ドメイン 一般化 (DG) is a crucial area in 機械学習 that focuses on developing models capable of performing well on unseen data from various domains. Traditional machine learning models are typically trained on a specific dataset and may struggle when exposed to data that differs from the training set. This limitation is particularly concerning in real-world applications, where data can vary significantly.
The main goal of domain generalization is to create models that can generalize their learning not just within the same domain (or dataset) but also across different domains. For instance, a model trained on images of cats and dogs from one environment should ideally recognize these animals when presented with images taken in a different setting or with different lighting conditions.
これを達成するために、ドメイン一般化は次のような戦略を採用しています。
- ドメイン不変の特徴: Identifying and utilizing features that remain consistent across different domains.

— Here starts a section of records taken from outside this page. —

//! Backend session lifecycle and recovery after execution failures.
//!
//! Every backend call made on behalf of a benchmark goes through [`Session::call`].
//! An execution failure moves the session to [`SessionState::Failed`], the backend
//! is shut down (errors ignored) and initialised again. A successful restart
//! returns the session to [`SessionState::Running`] and hands the failure back to
//! the caller, who decides whether to retry. A failed restart is terminal.

use std::fmt;

use crate::backend::Backend;
use crate::config::SessionConfig;
use crate::error::{BackendError, ExecutorError, Result};

#[derive(Debug, Clone, Copy, PartialEq, Eq)]
pub enum SessionState {
    Uninitialized,
    Running,
    Failed,
    Unrecoverable,
}

impl fmt::Display for SessionState {
    fn fmt(&self, f: &mut fmt::Formatter<'_>) -> fmt::Result {
        let name = match self {
            Self::Uninitialized => "uninitialized",
            Self::Running => "running",
            Self::Failed => "failed",
            Self::Unrecoverable => "unrecoverable",
        };
        f.write_str(name)
    }
}

/// A backend bound to one platform/device, with an explicit state machine.
pub struct Session<B: Backend> {
    backend: B,
    config: SessionConfig,
    state: SessionState,
    recoveries: usize,
}

impl<B: Backend> Session<B> {
    /// Wrap `backend` without starting it.
    pub fn new(backend: B, config: SessionConfig) -> Self {
        Self {
            backend,
            config,
            state: SessionState::Uninitialized,
            recoveries: 0,
        }
    }

    /// Wrap `backend` and start the session.
    pub fn open(backend: B, config: SessionConfig) -> Result<Self> {
        let mut session = Self::new(backend, config);
        session.init()?;
        Ok(session)
    }

    pub fn state(&self) -> SessionState {
        self.state
    }

    pub fn config(&self) -> SessionConfig {
        self.config
    }

    /// Completed restarts since the session was created.
    pub fn recoveries(&self) -> usize {
        self.recoveries
    }

    pub fn backend(&self) -> &B {
        &self.backend
    }

    /// Start the backend session. No-op when already running.
    pub fn init(&mut self) -> Result<()> {
        match self.state {
            SessionState::Running => return Ok(()),
            SessionState::Unrecoverable => {
                return Err(ExecutorError::Unrecoverable {
                    reason: "session restart previously failed".into(),
                })
            }
            SessionState::Uninitialized | SessionState::Failed => {}
        }

        let SessionConfig { platform, device } = self.config;
        match self.backend.init_session(platform, device) {
            Ok(()) => {
                tracing::info!(
                    backend = self.backend.name(),
                    platform,
                    device,
                    "session started"
                );
                self.state = SessionState::Running;
                Ok(())
            }
            Err(err) => Err(ExecutorError::SessionInit {
                platform,
                device,
                reason: err.to_string(),
            }),
        }
    }

    /// Stop the backend session. Shutdown errors are logged and dropped.
    pub fn shutdown(&mut self) {
        if self.state == SessionState::Unrecoverable {
            return;
        }
        if let Err(err) = self.backend.shutdown_session() {
            tracing::debug!(error = %err, "ignoring shutdown error");
        }
        self.state = SessionState::Uninitialized;
    }

    /// Run one backend operation.
    ///
    /// `Compile` failures and other non-execution errors pass through without a
    /// state change and are not recoverable. Execution failures trigger a restart;
    /// the operation itself is not repeated.
    pub fn call<T, F>(&mut self, op: F) -> Result<T>
    where
        F: FnOnce(&mut B) -> std::result::Result<T, BackendError>,
    {
        self.ensure_running()?;
        match op(&mut self.backend) {
            Ok(value) => Ok(value),
            Err(err) if err.is_execution_failure() => Err(self.recover(err)),
            Err(BackendError::Compile { kernel, log }) => {
                Err(ExecutorError::Compile { kernel, log })
            }
            Err(err) => Err(ExecutorError::Backend {
                reason: err.to_string(),
            }),
        }
    }

    fn ensure_running(&self) -> Result<()> {
        match self.state {
            SessionState::Running => Ok(()),
            SessionState::Unrecoverable => Err(ExecutorError::Unrecoverable {
                reason: "backend could not be restarted after an earlier failure".into(),
            }),
            state => Err(ExecutorError::SessionUnavailable { state }),
        }
    }

    fn recover(&mut self, cause: BackendError) -> ExecutorError {
        self.state = SessionState::Failed;
        tracing::warn!(
            backend = self.backend.name(),
            error = %cause,
            "runtime error in the executor, restarting session"
        );

        if let Err(err) = self.backend.shutdown_session() {
            tracing::debug!(error = %err, "ignoring shutdown error during recovery");
        }

        let SessionConfig { platform, device } = self.config;
        match self.backend.init_session(platform, device) {
            Ok(()) => {
                self.state = SessionState::Running;
                self.recoveries += 1;
                tracing::info!(recoveries = self.recoveries, "session restarted");
                ExecutorError::Execution {
                    reason: cause.to_string(),
                }
            }
            Err(err) => {
                self.state = SessionState::Unrecoverable;
                tracing::error!(
                    error = %err,
                    "catastrophic failure, cannot restart the executor"
                );
                ExecutorError::Unrecoverable {
                    reason: format!("{cause}; restart failed: {err}"),
                }
            }
        }
    }
}

impl<B: Backend> Drop for Session<B> {
    fn drop(&mut self) {
        if self.state == SessionState::Running {
            self.shutdown();
        }
    }
}

#[cfg(test)]
mod tests {
    use super::*;
    use crate::args::{DeviceArg, KernelArg};
    use crate::backend::DeviceInfo;
    use crate::geometry::Geometry;
    use crate::timing::KernelTime;

    struct NoArg;

    impl DeviceArg for NoArg {
        fn byte_len(&self) -> usize {
            0
        }
        fn clear(&mut self) {}
        fn release(&mut self) {}
    }

    /// Counts lifecycle calls; init fails once `inits` reaches `fail_init_at`.
    #[derive(Default)]
    struct Lifecycle {
        inits: usize,
        shutdowns: usize,
        fail_init_at: Option<usize>,
        fail_shutdown: bool,
    }

    impl Backend for Lifecycle {
        type Kernel = ();
        type Arg = NoArg;

        fn name(&self) -> &'static str {
            "lifecycle"
        }

        fn init_session(
            &mut self,
            platform: usize,
            device: usize,
        ) -> std::result::Result<(), BackendError> {
            self.inits += 1;
            if self.fail_init_at == Some(self.inits) {
                return Err(BackendError::Init {
                    platform,
                    device,
                    reason: "gone".into(),
                });
            }
            Ok(())
        }

        fn shutdown_session(&mut self) -> std::result::Result<(), BackendError> {
            self.shutdowns += 1;
            if self.fail_shutdown {
                return Err(BackendError::Shutdown("stuck".into()));
            }
            Ok(())
        }

        fn compile(&mut self, _: &str, _: &str, _: &str) -> std::result::Result<(), BackendError> {
            Ok(())
        }

        fn create_arg(&mut self, _: &KernelArg) -> std::result::Result<NoArg, BackendError> {
            Ok(NoArg)
        }

        fn execute_once(
            &mut self,
            _: &(),
            _: &Geometry,
            _: &mut [NoArg],
        ) -> std::result::Result<KernelTime, BackendError> {
            Ok(KernelTime::ZERO)
        }

        fn device_info(&self) -> std::result::Result<DeviceInfo, BackendError> {
            Err(BackendError::Unsupported {
                backend: "lifecycle",
                what: "device_info".into(),
            })
        }
    }

    fn fault() -> std::result::Result<(), BackendError> {
        Err(BackendError::Execution("device fault".into()))
    }

    #[test]
    fn call_requires_running_session() {
        let mut session = Session::new(Lifecycle::default(), SessionConfig::default());
        let err = session.call(|_| Ok(())).unwrap_err();
        assert_eq!(
            err,
            ExecutorError::SessionUnavailable {
                state: SessionState::Uninitialized,
            }
        );
    }

    #[test]
    fn execution_failure_restarts_session() {
        let mut session = Session::open(Lifecycle::default(), SessionConfig::default()).unwrap();
        let err = session.call(|_| fault()).unwrap_err();
        assert!(err.is_recoverable());
        assert_eq!(session.state(), SessionState::Running);
        assert_eq!(session.recoveries(), 1);
        assert_eq!(session.backend().inits, 2);
        assert_eq!(session.backend().shutdowns, 1);
        assert!(session.call(|_| Ok(42)).is_ok());
    }

    #[test]
    fn shutdown_errors_are_suppressed_during_recovery() {
        let backend = Lifecycle {
            fail_shutdown: true,
            ..Default::default()
        };
        let mut session = Session::open(backend, SessionConfig::default()).unwrap();
        let err = session.call(|_| fault()).unwrap_err();
        assert!(err.is_recoverable());
        assert_eq!(session.state(), SessionState::Running);
    }

    #[test]
    fn failed_restart_is_terminal() {
        let backend = Lifecycle {
            fail_init_at: Some(2),
            ..Default::default()
        };
        let mut session = Session::open(backend, SessionConfig::default()).unwrap();
        let err = session.call(|_| fault()).unwrap_err();
        assert!(err.is_fatal());
        assert_eq!(session.state(), SessionState::Unrecoverable);

        let inits = session.backend().inits;
        assert!(session.call(|_| Ok(())).unwrap_err().is_fatal());
        assert!(session.init().unwrap_err().is_fatal());
        assert_eq!(session.backend().inits, inits);
    }

    #[test]
    fn compile_errors_do_not_restart() {
        let mut session = Session::open(Lifecycle::default(), SessionConfig::default()).unwrap();
        let err = session
            .call(|_| -> std::result::Result<(), BackendError> {
                Err(BackendError::Compile {
                    kernel: "k".into(),
                    log: "syntax".into(),
                })
            })
            .unwrap_err();
        assert_eq!(
            err,
            ExecutorError::Compile {
                kernel: "k".into(),
                log: "syntax".into(),
            }
        );
        assert_eq!(session.recoveries(), 0);
        assert_eq!(session.backend().inits, 1);
    }

    #[test]
    fn unsupported_operation_is_not_reported_as_recovered() {
        let mut session = Session::open(Lifecycle::default(), SessionConfig::default()).unwrap();
        let err = session.call(|backend| backend.device_info()).unwrap_err();

        assert_eq!(
            err,
            ExecutorError::Backend {
                reason: "unsupported by lifecycle backend: device_info".into(),
            }
        );
        assert!(!err.is_recoverable());
        assert!(!err.is_fatal());
        assert!(err.size_failure().is_none());
        assert_eq!(session.state(), SessionState::Running);
        assert_eq!(session.recoveries(), 0);
        assert_eq!(session.backend().inits, 1);
        assert_eq!(session.backend().shutdowns, 0);
    }

    #[test]
    fn initial_init_failure_is_reported() {
        let backend = Lifecycle {
            fail_init_at: Some(1),
            ..Default::default()
        };
        let err = Session::open(backend, SessionConfig::new(2, 3))
            .err()
            .unwrap();
        assert!(matches!(
            err,
            ExecutorError::SessionInit {
                platform: 2,
                device: 3,
                ..
            }
        ));
    }
}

- データ拡張: Enhancing the training dataset by artificially generating variations of the existing data, thereby exposing the model to a broader range of scenarios.
- メタラーニング: Training models in a way that they can quickly adapt to new domains with minimal additional data.
Domain Generalization is particularly valuable in applications like computer vision, 自然言語処理, and medical diagnostics, where the variability of data can impact the effectiveness of the model. By focusing on DG, researchers and practitioners aim to build more robust AI systems that perform reliably in diverse and unpredictable environments.